» **WHAT TO WORK ON**:
What you give back should match the records word for word.

(EXERCISE INPUT)

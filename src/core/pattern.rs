//! Reconstruction along grouped-pattern axes.

use super::mapping::{hold, interpolate, IndexMap, Terms};
use super::{tolerance, Reconstruction};
use crate::axis::{Axis, Pattern};
use crate::request::Modifier;
use crate::util::{Error, Result};

/// Whole support (`None`) or unique set (`Pattern`).
pub(crate) fn reconstruct(
    axis: &Axis,
    pattern: &Pattern,
    modifier: Modifier,
) -> Result<Reconstruction> {
    match modifier {
        Modifier::None => {
            let map = pattern.rebuild_indices().iter().map(|&r| (r, 1.0)).collect();
            Ok(Reconstruction::new(pattern.whole_values().to_vec(), map))
        }
        Modifier::Pattern => Ok(Reconstruction::new(
            pattern.unique_values().to_vec(),
            IndexMap::identity(pattern.unique_len()),
        )),
        other => Err(Error::UnsupportedModifier {
            axis: axis.name().to_string(),
            modifier: other.to_string(),
        }),
    }
}

/// Resample onto arbitrary `targets` over the whole support.
///
/// Step patterns hold the value of the support point at or before each
/// target and average the groups meeting at a shared boundary. Linear
/// patterns interpolate between neighbouring support points. Both clamp to
/// the edge value outside the support.
pub(crate) fn resample(pattern: &Pattern, targets: &[f64]) -> Reconstruction {
    let xs = pattern.whole_values();
    let sources = pattern.rebuild_indices();
    let sample: fn(&[f64], &[usize], f64, f64) -> Terms = if pattern.is_step() {
        hold
    } else {
        interpolate
    };
    tracing::trace!(
        support = xs.len(),
        targets = targets.len(),
        step = pattern.is_step(),
        "resampling pattern"
    );

    let map = IndexMap::from_terms(
        targets
            .iter()
            .map(|&t| sample(xs, sources, t, tolerance(t)))
            .collect(),
    );
    Reconstruction::new(targets.to_vec(), map)
}

#[cfg(test)]
mod tests {
    use super::*;

    fn slices() -> Axis {
        let p = Pattern::new(
            vec![-5.0, -3.0, -1.0, 1.0, 3.0],
            vec![0, 2, 4, 6, 8],
            vec![0, 0, 1, 1, 2, 2, 3, 3, 4, 4],
        )
        .with_whole(vec![-5.0, -3.0, -3.0, -1.0, -1.0, 1.0, 1.0, 3.0, 3.0, 5.0]);
        Axis::pattern("slice", "m", p).unwrap()
    }

    fn targets() -> Vec<f64> {
        (-5..=5).map(|t| t as f64).collect()
    }

    #[test]
    fn test_whole_and_pattern() {
        let axis = slices();
        let p = axis.as_pattern().unwrap();
        let stored = [10.0, 20.0, 30.0, 40.0, 50.0];

        let r = reconstruct(&axis, p, Modifier::None).unwrap();
        assert_eq!(r.coords, p.whole_values());
        assert_eq!(r.map.apply(&stored), vec![10., 10., 20., 20., 30., 30., 40., 40., 50., 50.]);

        let r = reconstruct(&axis, p, Modifier::Pattern).unwrap();
        assert_eq!(r.coords, p.unique_values());
        assert_eq!(r.map.apply(&stored), stored.to_vec());
    }

    #[test]
    fn test_period_modifier_rejected() {
        let axis = slices();
        let p = axis.as_pattern().unwrap();
        assert!(matches!(
            reconstruct(&axis, p, Modifier::OnePeriod),
            Err(Error::UnsupportedModifier { .. })
        ));
    }

    #[test]
    fn test_step_resample() {
        let axis = slices();
        let r = resample(axis.as_pattern().unwrap(), &targets());
        assert_eq!(
            r.map.apply(&[10.0, 20.0, 30.0, 40.0, 50.0]),
            vec![10., 10., 15., 20., 25., 30., 35., 40., 45., 50., 50.]
        );
        assert_eq!(
            r.map.apply(&[10.0, 20.0, 30.0, 20.0, 10.0]),
            vec![10., 10., 15., 20., 25., 30., 25., 20., 15., 10., 10.]
        );
    }

    #[test]
    fn test_single_value_resample() {
        let axis = Axis::pattern("slice", "m", Pattern::new(vec![0.0], vec![0], vec![0])).unwrap();
        let r = resample(axis.as_pattern().unwrap(), &[-2.0, -1.0, 0.0, 1.0, 2.0]);
        assert_eq!(r.map.apply(&[10.0]), vec![10.0; 5]);
    }

    #[test]
    fn test_linear_resample() {
        let p = Pattern::new(
            vec![-5.0, -3.0, -1.0, 0.0],
            vec![0, 1, 3, 5],
            vec![0, 1, 1, 2, 2, 3, 2, 2, 1, 1, 0],
        )
        .with_whole(vec![-5.0, -3.0, -3.0, -1.0, -1.0, 0.0, 1.0, 1.0, 3.0, 3.0, 5.0])
        .with_step(false);
        let axis = Axis::pattern("slice", "m", p).unwrap();
        let r = resample(axis.as_pattern().unwrap(), &targets());
        assert_eq!(
            r.map.apply(&[10.0, 20.0, 30.0, 35.0]),
            vec![10., 15., 20., 25., 30., 35., 30., 25., 20., 15., 10.]
        );
    }

    #[test]
    fn test_step_holds_inside_groups() {
        let axis = slices();
        let r = resample(axis.as_pattern().unwrap(), &[-4.5, -3.5, -2.5, 0.25, 4.9]);
        assert_eq!(r.map.apply(&[10.0, 20.0, 30.0, 40.0, 50.0]), vec![10., 10., 20., 30., 50.]);
    }

    #[test]
    fn test_step_and_linear_differ() {
        let targets = [0.5, 1.5];
        let stored = [10.0, 20.0, 30.0];

        let step = Pattern::new(vec![0.0, 1.0, 2.0], vec![0, 1, 2], vec![0, 1, 2]);
        let step = Axis::pattern("slice", "m", step).unwrap();
        let r = resample(step.as_pattern().unwrap(), &targets);
        assert_eq!(r.map.apply(&stored), vec![10.0, 20.0]);

        let linear = Pattern::new(vec![0.0, 1.0, 2.0], vec![0, 1, 2], vec![0, 1, 2])
            .with_step(false);
        let linear = Axis::pattern("slice", "m", linear).unwrap();
        let r = resample(linear.as_pattern().unwrap(), &targets);
        assert_eq!(r.map.apply(&stored), vec![15.0, 25.0]);
    }
}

(End EXERCISE INPUT)

» **TASK SOLUTION**:
filename src/core/pattern.rs
//! Reconstruction along grouped-pattern axes.

use super::mapping::{hold, interpolate, IndexMap, Terms};
use super::{tolerance, Reconstruction};
use crate::axis::{Axis, Pattern};
use crate::request::Modifier;
use crate::util::{Error, Result};

/// Whole support (`None`) or unique set (`Pattern`).
pub(crate) fn reconstruct(
    axis: &Axis,
    pattern: &Pattern,
    modifier: Modifier,
) -> Result<Reconstruction> {
    match modifier {
        Modifier::None => {
            let map = pattern.rebuild_indices().iter().map(|&r| (r, 1.0)).collect();
            Ok(Reconstruction::new(pattern.whole_values().to_vec(), map))
        }
        Modifier::Pattern => Ok(Reconstruction::new(
            pattern.unique_values().to_vec(),
            IndexMap::identity(pattern.unique_len()),
        )),
        other => Err(Error::UnsupportedModifier {
            axis: axis.name().to_string(),
            modifier: other.to_string(),
        }),
    }
}

/// Resample onto arbitrary `targets` over the whole support.
///
/// Step patterns hold the value of the support point at or before each
/// target and average the groups meeting at a shared boundary. Linear
/// patterns interpolate between neighbouring support points. Both clamp to
/// the edge value outside the support.
pub(crate) fn resample(pattern: &Pattern, targets: &[f64]) -> Reconstruction {
    let xs = pattern.whole_values();
    let sources = pattern.rebuild_indices();
    let sample: fn(&[f64], &[usize], f64, f64) -> Terms = if pattern.is_step() {
        hold
    } else {
        interpolate
    };
    tracing::trace!(
        support = xs.len(),
        targets = targets.len(),
        step = pattern.is_step(),
        "resampling pattern"
    );

    let map = IndexMap::from_terms(
        targets
            .iter()
            .map(|&t| sample(xs, sources, t, tolerance(t)))
            .collect(),
    );
    Reconstruction::new(targets.to_vec(), map)
}

#[cfg(test)]
mod tests {
    use super::*;

    fn slices() -> Axis {
        let p = Pattern::new(
            vec![-5.0, -3.0, -1.0, 1.0, 3.0],
            vec![0, 2, 4, 6, 8],
            vec![0, 0, 1, 1, 2, 2, 3, 3, 4, 4],
        )
        .with_whole(vec![-5.0, -3.0, -3.0, -1.0, -1.0, 1.0, 1.0, 3.0, 3.0, 5.0]);
        Axis::pattern("slice", "m", p).unwrap()
    }

    fn targets() -> Vec<f64> {
        (-5..=5).map(|t| t as f64).collect()
    }

    #[test]
    fn test_whole_and_pattern() {
        let axis = slices();
        let p = axis.as_pattern().unwrap();
        let stored = [10.0, 20.0, 30.0, 40.0, 50.0];

        let r = reconstruct(&axis, p, Modifier::None).unwrap();
        assert_eq!(r.coords, p.whole_values());
        assert_eq!(r.map.apply(&stored), vec![10., 10., 20., 20., 30., 30., 40., 40., 50., 50.]);

        let r = reconstruct(&axis, p, Modifier::Pattern).unwrap();
        assert_eq!(r.coords, p.unique_values());
        assert_eq!(r.map.apply(&stored), stored.to_vec());
    }

    #[test]
    fn test_period_modifier_rejected() {
        let axis = slices();
        let p = axis.as_pattern().unwrap();
        assert!(matches!(
            reconstruct(&axis, p, Modifier::OnePeriod),
            Err(Error::UnsupportedModifier { .. })
        ));
    }

    #[test]
    fn test_step_resample() {
        let axis = slices();
        let r = resample(axis.as_pattern().unwrap(), &targets());
        assert_eq!(
            r.map.apply(&[10.0, 20.0, 30.0, 40.0, 50.0]),
            vec![10., 10., 15., 20., 25., 30., 35., 40., 45., 50., 50.]
        );
        assert_eq!(
            r.map.apply(&[10.0, 20.0, 30.0, 20.0, 10.0]),
            vec![10., 10., 15., 20., 25., 30., 25., 20., 15., 10., 10.]
        );
    }

    #[test]
    fn test_single_value_resample() {
        let axis = Axis::pattern("slice", "m", Pattern::new(vec![0.0], vec![0], vec![0])).unwrap();
        let r = resample(axis.as_pattern().unwrap(), &[-2.0, -1.0, 0.0, 1.0, 2.0]);
        assert_eq!(r.map.apply(&[10.0]), vec![10.0; 5]);
    }

    #[test]
    fn test_linear_resample() {
        let p = Pattern::new(
            vec![-5.0, -3.0, -1.0, 0.0],
            vec![0, 1, 3, 5],
            vec![0, 1, 1, 2, 2, 3, 2, 2, 1, 1, 0],
        )
        .with_whole(vec![-5.0, -3.0, -3.0, -1.0, -1.0, 0.0, 1.0, 1.0, 3.0, 3.0, 5.0])
        .with_step(false);
        let axis = Axis::pattern("slice", "m", p).unwrap();
        let r = resample(axis.as_pattern().unwrap(), &targets());
        assert_eq!(
            r.map.apply(&[10.0, 20.0, 30.0, 35.0]),
            vec![10., 15., 20., 25., 30., 35., 30., 25., 20., 15., 10.]
        );
    }

    #[test]
    fn test_step_holds_inside_groups() {
        let axis = slices();
        let r = resample(axis.as_pattern().unwrap(), &[-4.5, -3.5, -2.5, 0.25, 4.9]);
        assert_eq!(r.map.apply(&[10.0, 20.0, 30.0, 40.0, 50.0]), vec![10., 10., 20., 30., 50.]);
    }

    #[test]
    fn test_step_and_linear_differ() {
        let targets = [0.5, 1.5];
        let stored = [10.0, 20.0, 30.0];

        let step = Pattern::new(vec![0.0, 1.0, 2.0], vec![0, 1, 2], vec![0, 1, 2]);
        let step = Axis::pattern("slice", "m", step).unwrap();
        let r = resample(step.as_pattern().unwrap(), &targets);
        assert_eq!(r.map.apply(&stored), vec![10.0, 20.0]);

        let linear = Pattern::new(vec![0.0, 1.0, 2.0], vec![0, 1, 2], vec![0, 1, 2])
            .with_step(false);
        let linear = Axis::pattern("slice", "m", linear).unwrap();
        let r = resample(linear.as_pattern().unwrap(), &targets);
        assert_eq!(r.map.apply(&stored), vec![15.0, 25.0]);
    }
}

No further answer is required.